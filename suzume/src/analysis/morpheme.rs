/*
 * Copyright (c) 2024 Libraz Team
 *
 * Licensed under the Apache License, Version 2.0 (the "License");
 * you may not use this file except in compliance with the License.
 * You may obtain a copy of the License at
 *
 *     http://www.apache.org/licenses/LICENSE-2.0
 *
 * Unless required by applicable law or agreed to in writing, software
 * distributed under the License is distributed on an "AS IS" BASIS,
 * WITHOUT WARRANTIES OR CONDITIONS OF ANY KIND, either express or implied.
 * See the License for the specific language governing permissions and
 * limitations under the License.
 */

use serde::Serialize;

use crate::grammar::ConjForm;
use crate::pos::{ConjugationType, PartOfSpeech};

/// Auxiliary per-morpheme information
#[derive(Clone, Copy, Debug, Default, PartialEq, Serialize)]
pub struct MorphemeFeatures {
    /// Hit in the core dictionary or the built-in lexicon
    pub is_dictionary: bool,
    pub is_user_dict: bool,
    pub is_formal_noun: bool,
    pub is_low_info: bool,
    /// Accumulated Viterbi path score at this morpheme
    pub score: f32,
}

/// The output unit of analysis.
///
/// `start`/`end` are character indices into the normalized text; surfaces
/// of consecutive morphemes tile the normalized input without gaps.
#[derive(Clone, Debug, PartialEq, Serialize)]
pub struct Morpheme {
    pub surface: String,
    pub lemma: String,
    pub reading: String,
    pub pos: PartOfSpeech,
    pub conj_type: ConjugationType,
    pub conj_form: ConjForm,
    pub start: usize,
    pub end: usize,
    pub features: MorphemeFeatures,
}

impl Morpheme {
    /// Character length of the surface
    pub fn len(&self) -> usize {
        self.end - self.start
    }

    pub fn is_empty(&self) -> bool {
        self.start == self.end
    }

    /// Lemma, falling back to the surface when unset
    pub fn lemma_or_surface(&self) -> &str {
        if self.lemma.is_empty() {
            &self.surface
        } else {
            &self.lemma
        }
    }
}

→ **Exercise requirements**:
From the listing above, extract all records word for word.

→ **Exercise solution**:
filename suzume/src/analysis/morpheme.rs
/*
 * Copyright (c) 2024 Libraz Team
 *
 * Licensed under the Apache License, Version 2.0 (the "License");
 * you may not use this file except in compliance with the License.
 * You may obtain a copy of the License at
 *
 *     http://www.apache.org/licenses/LICENSE-2.0
 *
 * Unless required by applicable law or agreed to in writing, software
 * distributed under the License is distributed on an "AS IS" BASIS,
 * WITHOUT WARRANTIES OR CONDITIONS OF ANY KIND, either express or implied.
 * See the License for the specific language governing permissions and
 * limitations under the License.
 */

use serde::Serialize;

use crate::grammar::ConjForm;
use crate::pos::{ConjugationType, PartOfSpeech};

/// Auxiliary per-morpheme information
#[derive(Clone, Copy, Debug, Default, PartialEq, Serialize)]
pub struct MorphemeFeatures {
    /// Hit in the core dictionary or the built-in lexicon
    pub is_dictionary: bool,
    pub is_user_dict: bool,
    pub is_formal_noun: bool,
    pub is_low_info: bool,
    /// Accumulated Viterbi path score at this morpheme
    pub score: f32,
}

/// The output unit of analysis.
///
/// `start`/`end` are character indices into the normalized text; surfaces
/// of consecutive morphemes tile the normalized input without gaps.
#[derive(Clone, Debug, PartialEq, Serialize)]
pub struct Morpheme {
    pub surface: String,
    pub lemma: String,
    pub reading: String,
    pub pos: PartOfSpeech,
    pub conj_type: ConjugationType,
    pub conj_form: ConjForm,
    pub start: usize,
    pub end: usize,
    pub features: MorphemeFeatures,
}

impl Morpheme {
    /// Character length of the surface
    pub fn len(&self) -> usize {
        self.end - self.start
    }

    pub fn is_empty(&self) -> bool {
        self.start == self.end
    }

    /// Lemma, falling back to the surface when unset
    pub fn lemma_or_surface(&self) -> &str {
        if self.lemma.is_empty() {
            &self.surface
        } else {
            &self.lemma
        }
    }
}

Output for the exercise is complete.